**Task brief**
Retype each line of the listing below, from the first through the one holding "use crate::metrics::ExporterMetrics;", with no other lines.
───
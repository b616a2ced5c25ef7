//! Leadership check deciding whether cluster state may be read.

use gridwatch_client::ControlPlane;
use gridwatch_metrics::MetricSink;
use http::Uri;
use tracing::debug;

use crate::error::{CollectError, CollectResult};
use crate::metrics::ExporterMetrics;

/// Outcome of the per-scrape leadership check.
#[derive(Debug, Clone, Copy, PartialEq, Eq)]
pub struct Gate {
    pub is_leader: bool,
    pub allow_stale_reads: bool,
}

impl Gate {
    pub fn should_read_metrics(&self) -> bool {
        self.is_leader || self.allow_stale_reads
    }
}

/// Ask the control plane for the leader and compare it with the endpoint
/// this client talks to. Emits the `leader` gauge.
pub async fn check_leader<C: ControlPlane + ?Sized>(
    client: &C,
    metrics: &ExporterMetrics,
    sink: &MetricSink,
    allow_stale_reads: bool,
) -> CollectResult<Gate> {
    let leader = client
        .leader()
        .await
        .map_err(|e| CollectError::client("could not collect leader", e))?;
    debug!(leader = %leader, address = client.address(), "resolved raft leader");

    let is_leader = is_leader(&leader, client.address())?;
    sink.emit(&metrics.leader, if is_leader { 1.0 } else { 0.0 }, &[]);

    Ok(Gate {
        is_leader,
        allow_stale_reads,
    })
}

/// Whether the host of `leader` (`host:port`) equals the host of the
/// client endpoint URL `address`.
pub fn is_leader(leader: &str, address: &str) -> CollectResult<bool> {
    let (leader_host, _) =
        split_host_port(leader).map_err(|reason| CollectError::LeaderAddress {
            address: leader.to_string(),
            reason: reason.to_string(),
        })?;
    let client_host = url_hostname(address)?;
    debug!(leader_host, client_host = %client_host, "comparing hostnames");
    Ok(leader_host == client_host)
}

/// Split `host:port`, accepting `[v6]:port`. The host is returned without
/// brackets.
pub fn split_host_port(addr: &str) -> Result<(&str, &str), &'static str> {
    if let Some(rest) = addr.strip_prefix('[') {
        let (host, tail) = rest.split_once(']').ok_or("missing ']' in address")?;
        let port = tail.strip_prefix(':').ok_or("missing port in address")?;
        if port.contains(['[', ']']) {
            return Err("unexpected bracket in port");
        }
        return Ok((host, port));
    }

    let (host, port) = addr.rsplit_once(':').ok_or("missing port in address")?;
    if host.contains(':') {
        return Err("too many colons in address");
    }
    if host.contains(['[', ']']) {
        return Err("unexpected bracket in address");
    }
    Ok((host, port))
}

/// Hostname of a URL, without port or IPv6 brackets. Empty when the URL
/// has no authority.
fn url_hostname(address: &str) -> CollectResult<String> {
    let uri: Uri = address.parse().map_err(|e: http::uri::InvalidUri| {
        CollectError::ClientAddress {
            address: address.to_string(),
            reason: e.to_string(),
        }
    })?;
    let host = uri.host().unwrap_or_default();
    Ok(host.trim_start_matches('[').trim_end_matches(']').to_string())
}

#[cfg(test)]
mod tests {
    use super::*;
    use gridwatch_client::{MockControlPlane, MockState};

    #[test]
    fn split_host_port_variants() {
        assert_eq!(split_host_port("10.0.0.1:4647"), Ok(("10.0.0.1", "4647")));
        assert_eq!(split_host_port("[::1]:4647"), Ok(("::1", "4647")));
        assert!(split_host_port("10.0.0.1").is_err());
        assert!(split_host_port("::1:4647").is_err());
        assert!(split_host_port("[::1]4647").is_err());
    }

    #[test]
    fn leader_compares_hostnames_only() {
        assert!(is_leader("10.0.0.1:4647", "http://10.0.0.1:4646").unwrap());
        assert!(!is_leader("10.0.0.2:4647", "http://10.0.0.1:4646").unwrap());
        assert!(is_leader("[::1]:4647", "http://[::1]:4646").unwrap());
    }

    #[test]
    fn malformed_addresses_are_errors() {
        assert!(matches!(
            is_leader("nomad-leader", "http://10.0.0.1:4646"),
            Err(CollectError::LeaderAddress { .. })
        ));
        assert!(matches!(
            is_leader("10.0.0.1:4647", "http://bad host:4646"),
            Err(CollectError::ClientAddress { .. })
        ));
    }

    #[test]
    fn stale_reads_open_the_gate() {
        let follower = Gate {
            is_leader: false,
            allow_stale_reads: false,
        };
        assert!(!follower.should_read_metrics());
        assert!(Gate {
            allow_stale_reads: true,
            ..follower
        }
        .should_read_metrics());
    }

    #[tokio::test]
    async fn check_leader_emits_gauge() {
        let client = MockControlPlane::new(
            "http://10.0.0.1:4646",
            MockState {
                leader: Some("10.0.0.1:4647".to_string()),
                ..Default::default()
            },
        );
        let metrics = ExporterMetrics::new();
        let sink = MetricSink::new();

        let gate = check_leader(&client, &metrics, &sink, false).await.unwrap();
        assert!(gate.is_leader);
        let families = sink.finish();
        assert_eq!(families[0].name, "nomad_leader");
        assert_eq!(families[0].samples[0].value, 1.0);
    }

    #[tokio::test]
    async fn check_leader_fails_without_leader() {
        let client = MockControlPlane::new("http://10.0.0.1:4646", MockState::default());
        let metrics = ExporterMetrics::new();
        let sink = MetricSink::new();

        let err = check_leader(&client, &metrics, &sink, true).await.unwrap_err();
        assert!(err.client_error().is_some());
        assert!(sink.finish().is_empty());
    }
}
───
**Finished exercise**
repository b616a2ced5c25ef7
//! Leadership check deciding whether cluster state may be read.

use gridwatch_client::ControlPlane;
use gridwatch_metrics::MetricSink;
use http::Uri;
use tracing::debug;

use crate::error::{CollectError, CollectResult};
use crate::metrics::ExporterMetrics;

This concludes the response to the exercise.